读未提交  (RU)  可以读取正在修改的数据

读已提交 (RC)  可以读取修改后的数据,不可读取正在修改的数据

可重复读 (RR)   多次读取 前后都一致,别的事务插入修改的数据不会读到

串化     (SR)   

事务并发带来隔离问题

1 脏读:事务A读取事务B正在更新的数据,然后B回滚操作,那么事务A读取到的数据是脏的。

2 不可重复: 事务A多次读取同一批数据,事务B在事务A多次读取过程中,对数据做了更新提交操作。
导致事务A前后读取数据不一致。

3 幻读:事务A修改数据,事务B插入一条件数据,事务A再读的时候发现还有一笔数据没有修改。

隔离级别与并发问题

读未提交  (RU)  可脏读,可幻读,不可重复读

读已提交 (RC)  不可, 可幻读,不可重复读

可重复读 (RR)   不可 , 可幻读,   可重复读

串化     (SR)      不可     不可    可

How to solve the stand-alone database?

In order to solve the ACID problem of the stand-alone database, various database vendors basically use transaction + lock + MVCC to guarantee.

Atomicity: transaction + lock mode to achieve

Consistency: It is also a matter to resolve

Isolation level: ORACLE realizes RC isolation level through UNDO+transaction+lock, while avoiding phantom reading and non-repeatable reading

What is a transaction? A transaction is a concept that guarantees the consistency of data before and after modification. 100 rows of data cannot be modified. 50 rows are modified successfully, and the other 50 rows fail to be modified.

Nor can it cause inconsistencies in the business logic before and after the data. For example, the account A deducted 50 successfully, and the account B increased by 50 failed.

Therefore, it can be seen from the above that transactions are composed of single statement and multiple statements.

By default, a single statement automatically starts the transaction, and multiple statements need to be opened manually

Use the following command to pack multiple statements together.

start trasction

commit;

Through the transaction prompt, the database will either modify the rows modified by the statement together, or modify them together and fail.

What if there is partial success and partial failure? Roll back the modification successfully.

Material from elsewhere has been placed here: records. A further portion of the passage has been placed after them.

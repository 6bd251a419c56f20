//! Response Cache - news API server with a cache-aside response layer
//!
//! Serves the news endpoints through Redis-backed response caching and keeps
//! serving, uncached, when Redis is unreachable.

use std::net::SocketAddr;
use std::sync::Arc;

use anyhow::Context;
use tokio::signal;
use tokio::task::JoinHandle;
use tracing::{info, warn};
use tracing_subscriber::{layer::SubscriberExt, util::SubscriberInitExt};

use response_cache::api::{create_router, AppState};
use response_cache::cache::{ConnectionManager, MemoryStore, RetryPolicy};
use response_cache::config::{Backend, Config};
use response_cache::{spawn_cleanup_task, spawn_reconnect_task};

/// Main entry point for the server.
///
/// # Startup Sequence
/// 1. Initialize tracing subscriber for logging
/// 2. Load configuration from environment variables
/// 3. Connect to the cache store (bounded retries, never fatal)
/// 4. Start background reconnect / cleanup tasks
/// 5. Create Axum router with all endpoints
/// 6. Start HTTP server on configured port
/// 7. Handle graceful shutdown on SIGINT/SIGTERM
#[tokio::main]
async fn main() -> anyhow::Result<()> {
    // Defaults to "info" level, can be overridden with RUST_LOG env var
    tracing_subscriber::registry()
        .with(
            tracing_subscriber::EnvFilter::try_from_default_env()
                .unwrap_or_else(|_| "response_cache=info,tower_http=info".into()),
        )
        .with(tracing_subscriber::fmt::layer())
        .init();

    info!("Starting response cache server");

    let config = Config::from_env();
    info!(
        "Configuration loaded: backend={:?}, compression_threshold={}B, default_ttl={}s, port={}",
        config.backend, config.compression_threshold, config.default_ttl, config.server_port
    );

    let mut background: Vec<JoinHandle<()>> = Vec::new();

    let manager = match config.backend {
        Backend::Redis => ConnectionManager::connect_redis(&config).await,
        Backend::Memory => {
            let store = Arc::new(MemoryStore::new());
            background.push(spawn_cleanup_task(store.clone(), 1));
            let policy = RetryPolicy::with_max_retries(config.max_retries);
            ConnectionManager::initialize(store, &policy, config.operation_timeout()).await
        }
    };
    let manager = Arc::new(manager);
    info!("Cache connection state: {:?}", manager.state());

    background.extend(spawn_reconnect_task(manager.clone(), config.reconnect_interval));

    let app = create_router(AppState::from_config(manager, &config));

    let addr = SocketAddr::from(([0, 0, 0, 0], config.server_port));
    let listener = tokio::net::TcpListener::bind(addr)
        .await
        .with_context(|| format!("failed to bind {}", addr))?;
    info!("Server listening on http://{}", addr);

    axum::serve(listener, app)
        .with_graceful_shutdown(shutdown_signal(background))
        .await
        .context("server error")?;

    info!("Server shutdown complete");
    Ok(())
}

/// Waits for shutdown signal (Ctrl+C or SIGTERM), then aborts background tasks.
async fn shutdown_signal(background: Vec<JoinHandle<()>>) {
    let ctrl_c = async {
        if let Err(err) = signal::ctrl_c().await {
            warn!("Failed to listen for Ctrl+C: {}", err);
            std::future::pending::<()>().await;
        }
    };

    #[cfg(unix)]
    let terminate = async {
        match signal::unix::signal(signal::unix::SignalKind::terminate()) {
            Ok(mut sigterm) => {
                sigterm.recv().await;
            }
            Err(err) => {
                warn!("Failed to install SIGTERM handler: {}", err);
                std::future::pending::<()>().await;
            }
        }
    };

    #[cfg(not(unix))]
    let terminate = std::future::pending::<()>();

    tokio::select! {
        _ = ctrl_c => {
            info!("Received Ctrl+C, initiating shutdown...");
        }
        _ = terminate => {
            info!("Received SIGTERM, initiating shutdown...");
        }
    }

    for handle in background {
        handle.abort();
    }
    warn!("Background tasks aborted");
}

Thus, the atomicity requirement is fulfilled through the transaction.

Distributed Transaction (ACID)

Then in a distributed database, our transactions or modified statements are all issued to the following 4 or more shards.

Independent stand-alone database for each shard.

If a shard is issued, it is not bad, you can make full use of the inherent mechanism of the following database to achieve atomicity

What if there are multiple fragmented transactions below?

For example, when a single modification statement is issued to 4 shards, the default is to split a large transaction into 4 sub-transactions.

Send the 4 sub-transactions to the following database for execution.

Then the same is true for the case where part of the rows of a stand-alone database is modified successfully, but part of the modification is unsuccessful.

For example, two shards are successfully modified, and the other two shards fail to be modified.

The reason for the failure may be that the fragmented database is hung up, waiting for a lock, and the sub-transaction is killed when encountering a deadlock.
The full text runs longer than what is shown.